The vertical extent, height, and strength of the inversion are determined by a balance between the large-scale subsidence and the boundary layer turbulence (Neiburger et al. 1961, 42–55; Stevens 2005). In recent studies it has been suggested that the inability of global- and regional-scale models to simulate stable boundary layer profiles results from the overprediction of the turbulent mixing (Holtslag et al. 2013; Sandu et al. 2013). Parameterizing subgrid-scale mixing, or turbulence, is based on the Reynolds-averaged flow in combination with some closure assumptions for the subgrid-scale fluxes. A common approach is to have a one-dimensional scheme in combination with a flux-gradient approach based on eddy-diffusivity closure (e.g., Cuxart et al. 2006). However, the implementation of such schemes varies considerably between different models, leading to variability in the skill of predicting stable boundary layers (Holtslag et al. 2013). For instance, Sandu et al. (2013) addressed the issue of overprediction of the vertical mixing resulting from the implementation of unsuited (for stable boundary layers) stability functions within the European Centre for Medium-Range Weather Forecasts (ECMWF) model. By changing the profiles of the prescribed stability functions, Sandu et al. observed a significant improvement in the stable PBL profiles, as well as low-cloud cover. However, they also observed a degradation of the large-scale flow when using fixed stability functions.
Buzzi et al. (2011) performed a different study using the regional Consortium for Small Scale Modeling (COSMO) model (Doms and Schättler 2002; Steppeler et al. 2003). In this model the turbulent fluxes are parameterized using the downgradient flux approach with a local closure of eddy diffusivity. In this scheme the vertical profile of the stability functions is explicitly diagnosed for each column, and a minimum threshold on the diagnosed eddy diffusivity is imposed. Buzzi et al. (2011) showed in idealized single-column experiments that the stable PBL structure and inversion were largely sensitive to this prescribed minimal eddy diffusivity. In particular, they found an improved representation of the inversion when this limiter was reduced. Such a limiter on the vertical turbulent flux has been in use in mesoscale models such as the fifth-generation Pennsylvania State University–National Center for Atmospheric Research Mesoscale Model (MM5) and the Regional Climate Model (RegCM3).

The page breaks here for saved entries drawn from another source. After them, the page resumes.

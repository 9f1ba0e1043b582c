//! `TaskStore` trait: the single source of truth for task records, events,
//! log lines and artifact metadata.
//!
//! Every state change goes through `update_task`, a compare-and-swap on the
//! task's `state` column. Writers that lose the race get
//! `DatabaseError::Conflict` and must reread.

use async_trait::async_trait;
use chrono::{DateTime, Utc};
use uuid::Uuid;

use crate::artifacts::Artifact;
use crate::error::DatabaseError;
use crate::logs::{LogLevel, LogLine, LogStreamKind};
use crate::task::{CreateOutcome, Progress, Task, TaskEvent, TaskFilter, TaskPage, TaskPatch, TaskState};

#[async_trait]
pub trait TaskStore: Send + Sync {
    /// Apply pending schema migrations.
    async fn init_schema(&self) -> Result<(), DatabaseError>;

    // ── Tasks ───────────────────────────────────────────────────────

    /// Insert a queued task unless its resource class already holds
    /// `queue_limit` queued tasks or an idempotency match exists.
    async fn create_task(&self, task: &Task, queue_limit: u64)
    -> Result<CreateOutcome, DatabaseError>;

    async fn get_task(&self, task_id: Uuid) -> Result<Option<Task>, DatabaseError>;

    /// Compare-and-swap: apply `patch` only if the stored state equals `expected`.
    async fn update_task(
        &self,
        task_id: Uuid,
        expected: TaskState,
        patch: TaskPatch,
    ) -> Result<Task, DatabaseError>;

    async fn find_by_idempotency_key(
        &self,
        caller_scope: &str,
        tool_name: &str,
        idempotency_key: &str,
    ) -> Result<Option<Task>, DatabaseError>;

    /// Newest-first page of tasks matching `filter`, strictly older than `cursor`.
    async fn list_tasks(
        &self,
        filter: &TaskFilter,
        cursor: Option<Uuid>,
        limit: usize,
    ) -> Result<TaskPage, DatabaseError>;

    /// Unexpired queued tasks of a class in dispatch order
    /// (priority desc, submitted_at asc, task_id asc).
    async fn queued_candidates(
        &self,
        resource_class: &str,
        now: DateTime<Utc>,
        limit: usize,
    ) -> Result<Vec<Task>, DatabaseError>;

    /// Number of queued tasks in a class.
    async fn queue_depth(&self, resource_class: &str) -> Result<u64, DatabaseError>;

    /// Number of queued tasks dispatched before `task`.
    async fn queue_position(&self, task: &Task) -> Result<u64, DatabaseError>;

    async fn tasks_in_states(&self, states: &[TaskState]) -> Result<Vec<Task>, DatabaseError>;

    /// Record liveness for an executing task owned by `worker_id`.
    /// Returns false when the worker no longer owns an executing task.
    async fn record_heartbeat(
        &self,
        task_id: Uuid,
        worker_id: &str,
        at: DateTime<Utc>,
    ) -> Result<bool, DatabaseError>;

    /// Replace the progress snapshot; same ownership guard as heartbeats.
    async fn record_progress(
        &self,
        task_id: Uuid,
        worker_id: &str,
        progress: &Progress,
        at: DateTime<Utc>,
    ) -> Result<bool, DatabaseError>;

    /// Delete terminal tasks past `expires_at` with their events, logs and
    /// artifacts. Returns the number of tasks removed.
    async fn purge_expired(&self, now: DateTime<Utc>) -> Result<u64, DatabaseError>;

    // ── Events ──────────────────────────────────────────────────────

    async fn append_event(&self, event: &TaskEvent) -> Result<(), DatabaseError>;

    /// Events of a task in transition order.
    async fn list_events(&self, task_id: Uuid) -> Result<Vec<TaskEvent>, DatabaseError>;

    // ── Logs ────────────────────────────────────────────────────────

    /// Append a line with the next per-task sequence number.
    async fn append_log(
        &self,
        task_id: Uuid,
        stream: LogStreamKind,
        level: LogLevel,
        message: &str,
        at: DateTime<Utc>,
    ) -> Result<LogLine, DatabaseError>;

    /// Lines with `seq > after_seq`, ascending.
    async fn read_logs(
        &self,
        task_id: Uuid,
        after_seq: u64,
        limit: usize,
    ) -> Result<Vec<LogLine>, DatabaseError>;

    // ── Artifacts ───────────────────────────────────────────────────

    /// Insert artifact metadata, or return the existing row for the same
    /// `(task_id, name)`.
    async fn insert_artifact(&self, artifact: &Artifact) -> Result<Artifact, DatabaseError>;

    async fn list_artifacts(&self, task_id: Uuid) -> Result<Vec<Artifact>, DatabaseError>;

    async fn get_artifact(&self, artifact_id: &str) -> Result<Option<Artifact>, DatabaseError>;
}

Another study (Vellore et al. 2007) has also raised the issue of boundary data for simulating marine stable boundary layers with regional models. Vellore et al. analyzed MM5 hindcasts of stable marine boundary layers near the west coast of California and validated them against a comprehensive dataset including buoy, aircraft, satellite, and large eddy simulation (LES) data. They found the simulated inversion strength was underestimated by about 50%, which they believed to be as a result of deficiencies in the prescribed initial conditions from the National Centers for Environmental Prediction–National Center for Atmospheric Research (NCEP–NCAR; Kalnay et al. 1996) and ECMWF (Uppala et al. 2005) reanalyses, which themselves severely underestimated the inversion. However, the MM5 also imposes a minimum value on the eddy diffusivity of at least 1 m2 s−1, so their forecasts might also be subject to an overprediction of vertical mixing, which depletes their simulated inversion.

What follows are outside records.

//! Task state machine.

use std::str::FromStr;

use serde::{Deserialize, Serialize};

/// State of a task.
#[derive(Debug, Clone, Copy, PartialEq, Eq, Hash, Serialize, Deserialize)]
#[serde(rename_all = "snake_case")]
pub enum TaskState {
    /// Waiting for a worker slot.
    Queued,
    /// Bound to a worker, runner not yet confirmed.
    Scheduled,
    /// Runner is executing the tool.
    Running,
    /// Caller asked for cancellation, runner has not acknowledged yet.
    CancelRequested,
    /// Runner acknowledged cancellation and is tearing down.
    Cancelling,
    Succeeded,
    Failed,
    TimedOut,
    Cancelled,
    /// TTL elapsed while still queued.
    Expired,
}

impl TaskState {
    pub const ALL: [TaskState; 10] = [
        Self::Queued,
        Self::Scheduled,
        Self::Running,
        Self::CancelRequested,
        Self::Cancelling,
        Self::Succeeded,
        Self::Failed,
        Self::TimedOut,
        Self::Cancelled,
        Self::Expired,
    ];

    /// Check if this state allows transitioning to another state.
    pub fn can_transition_to(&self, target: TaskState) -> bool {
        use TaskState::*;

        matches!(
            (self, target),
            // From Queued
            (Queued, Scheduled) | (Queued, Cancelled) | (Queued, Expired) |
            // From Scheduled (lease lost before the runner confirmed)
            (Scheduled, Running) | (Scheduled, Cancelled) | (Scheduled, Queued) |
            // From Running
            (Running, Succeeded) | (Running, Failed) | (Running, TimedOut) |
            (Running, Queued) | (Running, CancelRequested) |
            // From CancelRequested (completion can still win the race)
            (CancelRequested, Cancelling) | (CancelRequested, Cancelled) |
            (CancelRequested, Succeeded) | (CancelRequested, Failed) |
            // From Cancelling
            (Cancelling, Cancelled)
        )
    }

    /// Check if this is a terminal state.
    pub fn is_terminal(&self) -> bool {
        matches!(
            self,
            Self::Succeeded | Self::Failed | Self::TimedOut | Self::Cancelled | Self::Expired
        )
    }

    /// Check if the task is active (not terminal).
    pub fn is_active(&self) -> bool {
        !self.is_terminal()
    }

    /// States in which a worker holds the task's lease.
    pub fn holds_lease(&self) -> bool {
        matches!(
            self,
            Self::Scheduled | Self::Running | Self::CancelRequested | Self::Cancelling
        )
    }

    /// States in which a runner is executing and must keep heartbeating.
    pub fn is_executing(&self) -> bool {
        matches!(
            self,
            Self::Running | Self::CancelRequested | Self::Cancelling
        )
    }

    pub fn as_str(&self) -> &'static str {
        match self {
            Self::Queued => "queued",
            Self::Scheduled => "scheduled",
            Self::Running => "running",
            Self::CancelRequested => "cancel_requested",
            Self::Cancelling => "cancelling",
            Self::Succeeded => "succeeded",
            Self::Failed => "failed",
            Self::TimedOut => "timed_out",
            Self::Cancelled => "cancelled",
            Self::Expired => "expired",
        }
    }

    /// Terminal states as a list.
    pub fn terminal() -> Vec<TaskState> {
        Self::ALL.into_iter().filter(|s| s.is_terminal()).collect()
    }
}

impl std::fmt::Display for TaskState {
    fn fmt(&self, f: &mut std::fmt::Formatter<'_>) -> std::fmt::Result {
        write!(f, "{}", self.as_str())
    }
}

impl FromStr for TaskState {
    type Err = String;

    fn from_str(s: &str) -> Result<Self, Self::Err> {
        Self::ALL
            .into_iter()
            .find(|state| state.as_str() == s)
            .ok_or_else(|| format!("unknown task state: {s}"))
    }
}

Following the findings of Buzzi et al. (2011), we investigated the role of the eddy diffusivity limiter in real-case simulations of stable boundary layers in a real-case simulation. We investigated if a reduction of this limiter would lead to an improved representation of inversion strength, inversion height, and low-cloud cover, and whether it affects the generation and strength of the turbulent kinetic energy distribution within the PBL. Furthermore, we considered the findings of Vellore et al. (2007) and determined the sensitivity of our results to the initial conditions by generating an ensemble of simulations with increasing lead time.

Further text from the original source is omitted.